WORK TO BE COMPLETED. Nothing but the lines from the start of the records through the line that contains "unless told otherwise" is to be copied, and each is to be copied exactly.

INFORMATION GIVEN.
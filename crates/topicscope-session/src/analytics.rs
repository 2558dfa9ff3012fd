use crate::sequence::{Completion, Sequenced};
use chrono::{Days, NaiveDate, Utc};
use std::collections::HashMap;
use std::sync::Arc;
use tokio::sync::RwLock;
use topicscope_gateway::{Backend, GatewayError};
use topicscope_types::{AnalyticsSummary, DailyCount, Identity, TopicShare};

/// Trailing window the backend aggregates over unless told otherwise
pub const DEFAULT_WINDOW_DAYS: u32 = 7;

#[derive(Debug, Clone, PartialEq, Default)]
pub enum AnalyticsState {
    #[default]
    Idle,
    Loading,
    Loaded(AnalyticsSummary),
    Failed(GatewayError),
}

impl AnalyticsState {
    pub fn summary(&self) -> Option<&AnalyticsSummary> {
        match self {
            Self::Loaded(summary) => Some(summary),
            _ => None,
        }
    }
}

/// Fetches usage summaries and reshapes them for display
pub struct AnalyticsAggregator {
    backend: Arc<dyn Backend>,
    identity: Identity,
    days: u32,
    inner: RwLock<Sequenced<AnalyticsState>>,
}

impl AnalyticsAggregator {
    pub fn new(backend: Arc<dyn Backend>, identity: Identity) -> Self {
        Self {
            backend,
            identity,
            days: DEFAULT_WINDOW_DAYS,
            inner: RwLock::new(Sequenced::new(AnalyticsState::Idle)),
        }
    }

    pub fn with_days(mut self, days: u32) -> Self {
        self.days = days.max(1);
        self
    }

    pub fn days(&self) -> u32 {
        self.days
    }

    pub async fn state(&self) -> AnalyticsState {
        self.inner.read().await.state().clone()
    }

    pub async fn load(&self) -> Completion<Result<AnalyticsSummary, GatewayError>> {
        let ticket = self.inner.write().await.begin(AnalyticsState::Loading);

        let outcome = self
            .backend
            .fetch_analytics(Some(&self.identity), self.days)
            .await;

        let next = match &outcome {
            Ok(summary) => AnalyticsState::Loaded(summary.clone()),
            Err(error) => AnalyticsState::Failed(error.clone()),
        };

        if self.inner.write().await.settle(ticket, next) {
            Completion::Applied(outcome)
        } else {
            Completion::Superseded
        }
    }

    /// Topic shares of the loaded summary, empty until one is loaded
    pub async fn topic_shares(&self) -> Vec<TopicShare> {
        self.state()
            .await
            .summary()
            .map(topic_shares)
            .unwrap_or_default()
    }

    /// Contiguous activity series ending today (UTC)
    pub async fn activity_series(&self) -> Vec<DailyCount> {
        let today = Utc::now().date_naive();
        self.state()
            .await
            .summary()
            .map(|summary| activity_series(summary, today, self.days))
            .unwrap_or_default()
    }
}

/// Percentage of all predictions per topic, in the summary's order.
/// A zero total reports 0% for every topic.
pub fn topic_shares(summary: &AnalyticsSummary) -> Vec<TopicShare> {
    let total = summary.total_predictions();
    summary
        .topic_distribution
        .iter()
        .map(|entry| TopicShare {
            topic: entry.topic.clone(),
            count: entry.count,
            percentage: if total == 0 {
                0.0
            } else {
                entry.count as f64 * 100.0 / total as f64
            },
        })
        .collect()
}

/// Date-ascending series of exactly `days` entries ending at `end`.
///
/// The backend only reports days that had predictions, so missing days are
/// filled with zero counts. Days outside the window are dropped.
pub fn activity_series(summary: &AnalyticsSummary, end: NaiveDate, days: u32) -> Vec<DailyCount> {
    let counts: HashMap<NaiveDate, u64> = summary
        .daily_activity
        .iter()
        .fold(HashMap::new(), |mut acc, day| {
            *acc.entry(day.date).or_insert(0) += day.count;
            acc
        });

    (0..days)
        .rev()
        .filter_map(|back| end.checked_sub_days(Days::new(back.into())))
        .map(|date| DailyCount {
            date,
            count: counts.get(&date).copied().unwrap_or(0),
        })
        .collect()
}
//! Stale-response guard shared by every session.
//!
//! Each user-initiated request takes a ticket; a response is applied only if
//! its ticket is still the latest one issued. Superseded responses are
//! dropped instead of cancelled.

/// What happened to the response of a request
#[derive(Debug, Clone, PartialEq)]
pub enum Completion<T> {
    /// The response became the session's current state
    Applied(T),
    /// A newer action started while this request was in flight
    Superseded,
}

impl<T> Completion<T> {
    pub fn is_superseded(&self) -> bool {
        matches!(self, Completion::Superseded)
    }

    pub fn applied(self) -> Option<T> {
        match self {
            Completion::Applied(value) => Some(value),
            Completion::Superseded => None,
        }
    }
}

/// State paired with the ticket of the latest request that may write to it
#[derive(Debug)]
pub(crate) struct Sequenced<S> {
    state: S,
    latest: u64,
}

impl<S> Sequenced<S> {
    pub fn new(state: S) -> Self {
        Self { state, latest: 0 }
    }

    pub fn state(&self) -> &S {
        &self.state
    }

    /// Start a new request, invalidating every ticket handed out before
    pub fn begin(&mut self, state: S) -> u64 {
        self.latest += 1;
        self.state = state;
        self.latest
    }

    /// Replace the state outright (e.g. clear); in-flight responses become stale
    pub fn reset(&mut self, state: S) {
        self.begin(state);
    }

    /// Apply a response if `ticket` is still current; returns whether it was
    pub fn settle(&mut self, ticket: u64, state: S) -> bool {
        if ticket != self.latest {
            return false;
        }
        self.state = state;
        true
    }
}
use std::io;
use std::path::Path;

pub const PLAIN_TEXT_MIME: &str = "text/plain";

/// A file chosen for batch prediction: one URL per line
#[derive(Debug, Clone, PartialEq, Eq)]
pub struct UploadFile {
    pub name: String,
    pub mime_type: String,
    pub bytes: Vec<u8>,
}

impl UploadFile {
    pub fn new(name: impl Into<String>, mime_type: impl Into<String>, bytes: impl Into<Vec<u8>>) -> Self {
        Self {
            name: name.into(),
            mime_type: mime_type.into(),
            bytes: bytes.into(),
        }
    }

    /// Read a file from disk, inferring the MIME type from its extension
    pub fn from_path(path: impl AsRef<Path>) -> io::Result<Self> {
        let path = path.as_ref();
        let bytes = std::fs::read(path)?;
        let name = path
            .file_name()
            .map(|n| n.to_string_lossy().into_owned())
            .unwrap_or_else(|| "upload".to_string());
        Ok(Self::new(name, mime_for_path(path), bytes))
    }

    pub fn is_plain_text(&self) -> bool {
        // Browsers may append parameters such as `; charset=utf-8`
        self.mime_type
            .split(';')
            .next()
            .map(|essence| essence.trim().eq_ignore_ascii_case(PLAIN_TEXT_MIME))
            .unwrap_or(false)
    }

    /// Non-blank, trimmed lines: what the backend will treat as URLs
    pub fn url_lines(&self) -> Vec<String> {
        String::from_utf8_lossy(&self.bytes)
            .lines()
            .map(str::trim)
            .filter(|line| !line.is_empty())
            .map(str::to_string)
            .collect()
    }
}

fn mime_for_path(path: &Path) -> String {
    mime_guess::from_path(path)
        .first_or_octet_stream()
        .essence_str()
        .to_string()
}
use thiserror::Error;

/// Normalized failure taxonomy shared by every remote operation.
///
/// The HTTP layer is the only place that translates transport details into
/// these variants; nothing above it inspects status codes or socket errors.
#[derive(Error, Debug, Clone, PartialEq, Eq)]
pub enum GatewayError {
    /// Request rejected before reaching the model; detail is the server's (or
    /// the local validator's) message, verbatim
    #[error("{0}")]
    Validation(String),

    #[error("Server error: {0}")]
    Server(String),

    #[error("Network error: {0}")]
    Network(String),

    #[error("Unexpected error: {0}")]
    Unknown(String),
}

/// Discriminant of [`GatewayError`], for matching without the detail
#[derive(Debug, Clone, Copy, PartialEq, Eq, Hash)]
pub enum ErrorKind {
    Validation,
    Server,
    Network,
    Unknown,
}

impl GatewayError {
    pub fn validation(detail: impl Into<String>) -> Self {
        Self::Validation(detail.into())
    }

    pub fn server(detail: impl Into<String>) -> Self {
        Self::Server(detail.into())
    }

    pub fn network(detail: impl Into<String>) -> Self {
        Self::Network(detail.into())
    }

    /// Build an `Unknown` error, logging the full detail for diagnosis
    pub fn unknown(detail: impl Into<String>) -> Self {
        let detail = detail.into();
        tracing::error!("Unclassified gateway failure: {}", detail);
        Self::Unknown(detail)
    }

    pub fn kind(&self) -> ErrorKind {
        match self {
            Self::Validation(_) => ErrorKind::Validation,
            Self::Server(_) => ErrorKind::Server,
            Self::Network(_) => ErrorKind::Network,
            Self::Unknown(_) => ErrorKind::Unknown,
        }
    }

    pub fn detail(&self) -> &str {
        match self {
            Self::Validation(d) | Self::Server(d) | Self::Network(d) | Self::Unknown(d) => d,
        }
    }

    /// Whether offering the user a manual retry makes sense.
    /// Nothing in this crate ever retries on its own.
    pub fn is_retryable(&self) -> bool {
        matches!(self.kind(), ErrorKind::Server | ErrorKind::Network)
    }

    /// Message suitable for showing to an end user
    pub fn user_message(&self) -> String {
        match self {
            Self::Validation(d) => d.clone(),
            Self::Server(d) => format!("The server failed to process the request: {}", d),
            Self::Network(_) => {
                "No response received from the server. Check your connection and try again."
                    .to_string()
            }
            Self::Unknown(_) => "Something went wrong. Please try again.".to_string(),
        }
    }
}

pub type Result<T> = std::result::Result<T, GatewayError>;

ANSWER TO THIS EXERCISE.
filename crates/topicscope-session/src/analytics.rs
repository 2558dfa9ff3012fd
use crate::sequence::{Completion, Sequenced};
use chrono::{Days, NaiveDate, Utc};
use std::collections::HashMap;
use std::sync::Arc;
use tokio::sync::RwLock;
use topicscope_gateway::{Backend, GatewayError};
use topicscope_types::{AnalyticsSummary, DailyCount, Identity, TopicShare};

/// Trailing window the backend aggregates over unless told otherwise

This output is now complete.